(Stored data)
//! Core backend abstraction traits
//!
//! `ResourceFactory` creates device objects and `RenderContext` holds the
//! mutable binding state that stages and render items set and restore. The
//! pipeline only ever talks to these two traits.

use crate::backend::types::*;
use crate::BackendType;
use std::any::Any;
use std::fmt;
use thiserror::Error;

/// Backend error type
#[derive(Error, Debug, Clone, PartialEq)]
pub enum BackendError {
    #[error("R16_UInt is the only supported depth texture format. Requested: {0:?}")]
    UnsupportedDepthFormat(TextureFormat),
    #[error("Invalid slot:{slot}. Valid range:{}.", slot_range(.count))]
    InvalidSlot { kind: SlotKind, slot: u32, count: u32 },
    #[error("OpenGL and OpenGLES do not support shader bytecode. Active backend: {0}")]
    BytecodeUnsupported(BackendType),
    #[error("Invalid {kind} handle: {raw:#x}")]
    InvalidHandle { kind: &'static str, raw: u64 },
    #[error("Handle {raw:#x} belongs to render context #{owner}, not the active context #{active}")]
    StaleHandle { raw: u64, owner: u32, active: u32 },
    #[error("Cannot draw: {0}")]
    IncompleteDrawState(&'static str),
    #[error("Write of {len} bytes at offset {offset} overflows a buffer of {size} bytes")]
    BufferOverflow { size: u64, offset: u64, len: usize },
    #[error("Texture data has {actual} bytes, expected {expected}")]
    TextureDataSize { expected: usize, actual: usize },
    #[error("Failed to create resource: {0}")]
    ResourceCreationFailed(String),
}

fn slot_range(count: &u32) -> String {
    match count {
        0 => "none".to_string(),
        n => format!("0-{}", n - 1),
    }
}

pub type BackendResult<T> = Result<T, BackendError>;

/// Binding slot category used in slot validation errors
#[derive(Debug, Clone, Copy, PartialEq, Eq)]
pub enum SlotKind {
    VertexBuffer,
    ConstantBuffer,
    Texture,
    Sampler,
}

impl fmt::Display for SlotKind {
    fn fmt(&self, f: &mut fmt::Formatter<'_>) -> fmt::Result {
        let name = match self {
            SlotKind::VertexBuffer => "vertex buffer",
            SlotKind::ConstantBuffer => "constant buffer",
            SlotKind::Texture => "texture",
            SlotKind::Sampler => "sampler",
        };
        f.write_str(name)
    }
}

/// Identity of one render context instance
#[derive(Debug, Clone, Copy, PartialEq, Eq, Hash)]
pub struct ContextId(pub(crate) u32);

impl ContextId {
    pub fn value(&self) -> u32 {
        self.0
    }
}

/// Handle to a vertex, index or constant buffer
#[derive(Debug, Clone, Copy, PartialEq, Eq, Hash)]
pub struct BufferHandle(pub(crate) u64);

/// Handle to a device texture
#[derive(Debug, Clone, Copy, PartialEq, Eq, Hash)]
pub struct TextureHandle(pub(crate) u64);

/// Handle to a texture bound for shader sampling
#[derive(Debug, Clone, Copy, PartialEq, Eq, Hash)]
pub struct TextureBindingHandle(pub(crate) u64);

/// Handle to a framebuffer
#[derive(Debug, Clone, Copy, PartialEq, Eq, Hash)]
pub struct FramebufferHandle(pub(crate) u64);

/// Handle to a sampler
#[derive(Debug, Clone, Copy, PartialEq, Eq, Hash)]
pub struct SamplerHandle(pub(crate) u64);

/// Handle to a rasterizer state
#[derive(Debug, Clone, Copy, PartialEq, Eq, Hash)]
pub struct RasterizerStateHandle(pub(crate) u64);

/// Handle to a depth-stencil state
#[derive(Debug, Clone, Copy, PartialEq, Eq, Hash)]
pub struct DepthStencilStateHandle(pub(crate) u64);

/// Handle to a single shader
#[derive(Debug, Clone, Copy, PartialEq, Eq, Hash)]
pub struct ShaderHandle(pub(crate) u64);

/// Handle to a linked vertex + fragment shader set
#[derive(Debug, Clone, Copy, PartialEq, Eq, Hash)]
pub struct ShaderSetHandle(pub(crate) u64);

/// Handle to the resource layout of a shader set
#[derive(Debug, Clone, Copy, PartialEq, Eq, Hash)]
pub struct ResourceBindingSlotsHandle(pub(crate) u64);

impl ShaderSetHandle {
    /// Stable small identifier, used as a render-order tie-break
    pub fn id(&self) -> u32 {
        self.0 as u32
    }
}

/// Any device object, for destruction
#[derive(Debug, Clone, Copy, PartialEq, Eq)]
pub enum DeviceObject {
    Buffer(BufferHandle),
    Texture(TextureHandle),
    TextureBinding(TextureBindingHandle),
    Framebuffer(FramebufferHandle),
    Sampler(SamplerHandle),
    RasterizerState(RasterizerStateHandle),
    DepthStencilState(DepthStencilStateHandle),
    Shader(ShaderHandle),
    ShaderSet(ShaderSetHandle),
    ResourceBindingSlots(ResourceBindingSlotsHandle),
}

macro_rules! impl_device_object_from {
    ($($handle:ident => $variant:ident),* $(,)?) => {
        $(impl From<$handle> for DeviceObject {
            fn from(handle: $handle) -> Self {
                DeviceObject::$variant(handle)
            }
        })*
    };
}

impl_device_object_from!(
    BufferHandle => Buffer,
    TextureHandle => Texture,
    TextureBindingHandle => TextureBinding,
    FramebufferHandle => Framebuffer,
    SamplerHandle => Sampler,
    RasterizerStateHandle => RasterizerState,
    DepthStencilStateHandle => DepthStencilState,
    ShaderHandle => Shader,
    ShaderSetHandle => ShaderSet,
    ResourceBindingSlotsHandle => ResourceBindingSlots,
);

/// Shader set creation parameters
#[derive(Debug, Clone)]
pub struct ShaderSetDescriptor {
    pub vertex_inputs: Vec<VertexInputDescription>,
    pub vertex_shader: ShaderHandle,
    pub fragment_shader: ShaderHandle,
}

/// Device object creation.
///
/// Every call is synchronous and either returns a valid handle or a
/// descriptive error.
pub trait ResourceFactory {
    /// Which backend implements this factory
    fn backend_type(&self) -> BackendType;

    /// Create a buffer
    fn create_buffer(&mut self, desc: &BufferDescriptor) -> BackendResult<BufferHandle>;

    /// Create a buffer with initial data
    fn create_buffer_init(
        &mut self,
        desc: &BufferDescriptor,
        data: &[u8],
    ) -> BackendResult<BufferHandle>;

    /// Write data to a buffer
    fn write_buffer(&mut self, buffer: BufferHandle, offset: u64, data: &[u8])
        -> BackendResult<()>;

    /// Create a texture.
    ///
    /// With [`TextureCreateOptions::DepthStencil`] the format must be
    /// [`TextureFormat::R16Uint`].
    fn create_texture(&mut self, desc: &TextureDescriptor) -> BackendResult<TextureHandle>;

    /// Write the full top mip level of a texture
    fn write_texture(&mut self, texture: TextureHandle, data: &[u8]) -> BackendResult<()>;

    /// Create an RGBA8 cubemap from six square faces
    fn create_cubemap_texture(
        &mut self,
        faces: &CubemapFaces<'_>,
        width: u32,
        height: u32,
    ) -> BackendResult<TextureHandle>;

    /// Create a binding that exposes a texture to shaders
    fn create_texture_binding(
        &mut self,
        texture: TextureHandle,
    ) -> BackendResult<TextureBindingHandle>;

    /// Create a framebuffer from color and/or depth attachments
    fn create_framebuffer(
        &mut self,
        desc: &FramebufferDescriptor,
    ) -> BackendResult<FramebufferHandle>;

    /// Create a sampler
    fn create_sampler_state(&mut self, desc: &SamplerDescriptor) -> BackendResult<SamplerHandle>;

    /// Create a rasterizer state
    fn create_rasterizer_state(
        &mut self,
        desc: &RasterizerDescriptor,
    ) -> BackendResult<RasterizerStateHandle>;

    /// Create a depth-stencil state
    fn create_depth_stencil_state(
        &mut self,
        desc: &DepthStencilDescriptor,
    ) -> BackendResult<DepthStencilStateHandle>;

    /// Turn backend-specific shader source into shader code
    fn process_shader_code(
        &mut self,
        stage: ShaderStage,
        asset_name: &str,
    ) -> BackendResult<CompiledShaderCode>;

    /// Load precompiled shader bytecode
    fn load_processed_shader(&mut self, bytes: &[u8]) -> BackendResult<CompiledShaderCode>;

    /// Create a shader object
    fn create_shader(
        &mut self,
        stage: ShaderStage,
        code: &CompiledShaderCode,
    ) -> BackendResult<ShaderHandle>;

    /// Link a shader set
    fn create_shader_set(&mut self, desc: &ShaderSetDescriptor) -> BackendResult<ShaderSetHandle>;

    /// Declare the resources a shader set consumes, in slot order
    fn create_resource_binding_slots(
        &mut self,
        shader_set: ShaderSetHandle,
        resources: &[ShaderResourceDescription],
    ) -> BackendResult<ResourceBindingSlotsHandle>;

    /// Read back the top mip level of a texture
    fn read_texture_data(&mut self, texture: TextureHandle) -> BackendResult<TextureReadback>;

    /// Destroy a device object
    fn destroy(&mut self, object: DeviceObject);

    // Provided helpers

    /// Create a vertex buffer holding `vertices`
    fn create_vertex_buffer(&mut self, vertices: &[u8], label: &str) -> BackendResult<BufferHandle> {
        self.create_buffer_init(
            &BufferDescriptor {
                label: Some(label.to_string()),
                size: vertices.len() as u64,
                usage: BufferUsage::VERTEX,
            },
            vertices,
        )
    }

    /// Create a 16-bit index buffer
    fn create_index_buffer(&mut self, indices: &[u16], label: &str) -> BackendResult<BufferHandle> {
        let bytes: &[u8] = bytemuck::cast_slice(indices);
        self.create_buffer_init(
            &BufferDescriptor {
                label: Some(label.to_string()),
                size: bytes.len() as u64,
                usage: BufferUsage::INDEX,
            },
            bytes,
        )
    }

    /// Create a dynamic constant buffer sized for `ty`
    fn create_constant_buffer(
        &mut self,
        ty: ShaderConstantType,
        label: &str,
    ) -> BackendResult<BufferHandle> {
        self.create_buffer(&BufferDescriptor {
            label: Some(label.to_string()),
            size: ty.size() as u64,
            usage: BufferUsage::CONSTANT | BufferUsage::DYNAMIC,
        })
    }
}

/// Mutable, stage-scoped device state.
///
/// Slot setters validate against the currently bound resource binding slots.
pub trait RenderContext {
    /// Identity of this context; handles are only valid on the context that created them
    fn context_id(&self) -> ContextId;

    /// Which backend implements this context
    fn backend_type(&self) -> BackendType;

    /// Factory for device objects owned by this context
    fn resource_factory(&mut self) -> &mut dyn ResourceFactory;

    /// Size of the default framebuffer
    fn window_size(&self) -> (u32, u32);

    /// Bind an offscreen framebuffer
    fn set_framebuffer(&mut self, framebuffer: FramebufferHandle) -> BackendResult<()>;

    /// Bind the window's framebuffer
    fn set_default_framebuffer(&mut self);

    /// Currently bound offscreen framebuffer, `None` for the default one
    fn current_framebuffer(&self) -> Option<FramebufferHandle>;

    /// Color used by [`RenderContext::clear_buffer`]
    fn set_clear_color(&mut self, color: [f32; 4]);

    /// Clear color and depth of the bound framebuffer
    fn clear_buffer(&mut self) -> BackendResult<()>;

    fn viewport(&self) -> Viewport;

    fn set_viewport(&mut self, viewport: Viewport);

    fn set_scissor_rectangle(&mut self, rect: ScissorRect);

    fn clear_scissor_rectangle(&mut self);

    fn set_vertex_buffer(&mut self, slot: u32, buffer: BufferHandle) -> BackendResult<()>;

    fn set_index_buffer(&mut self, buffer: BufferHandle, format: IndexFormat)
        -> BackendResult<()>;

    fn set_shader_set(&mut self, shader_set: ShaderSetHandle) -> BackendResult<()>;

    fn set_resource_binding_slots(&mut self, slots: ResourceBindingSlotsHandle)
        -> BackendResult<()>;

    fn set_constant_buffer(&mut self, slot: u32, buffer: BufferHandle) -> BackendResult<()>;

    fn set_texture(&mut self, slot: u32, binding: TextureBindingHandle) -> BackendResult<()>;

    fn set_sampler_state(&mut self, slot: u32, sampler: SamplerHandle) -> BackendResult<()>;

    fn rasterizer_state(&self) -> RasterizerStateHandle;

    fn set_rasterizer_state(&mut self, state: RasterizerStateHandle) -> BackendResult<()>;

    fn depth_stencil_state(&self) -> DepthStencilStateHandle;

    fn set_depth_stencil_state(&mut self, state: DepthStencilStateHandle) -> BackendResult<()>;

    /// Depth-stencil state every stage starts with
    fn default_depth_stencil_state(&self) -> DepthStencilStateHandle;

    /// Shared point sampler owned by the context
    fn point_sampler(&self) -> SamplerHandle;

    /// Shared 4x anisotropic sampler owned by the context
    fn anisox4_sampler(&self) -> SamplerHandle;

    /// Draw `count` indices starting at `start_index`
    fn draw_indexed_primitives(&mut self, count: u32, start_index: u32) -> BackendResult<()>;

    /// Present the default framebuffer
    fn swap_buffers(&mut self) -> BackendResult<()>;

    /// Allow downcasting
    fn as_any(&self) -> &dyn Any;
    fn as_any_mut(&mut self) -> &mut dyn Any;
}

■ **WHAT YOU NEED TO DO**
Set down, exactly as they stand above, the lines starting with the line with "to a buffer" and going on through the line with "full top mip level of a texture", and no others.

■ **TASK RESPONSE**
    /// Write data to a buffer
    fn write_buffer(&mut self, buffer: BufferHandle, offset: u64, data: &[u8])
        -> BackendResult<()>;

    /// Create a texture.
    ///
    /// With [`TextureCreateOptions::DepthStencil`] the format must be
    /// [`TextureFormat::R16Uint`].
    fn create_texture(&mut self, desc: &TextureDescriptor) -> BackendResult<TextureHandle>;

    /// Write the full top mip level of a texture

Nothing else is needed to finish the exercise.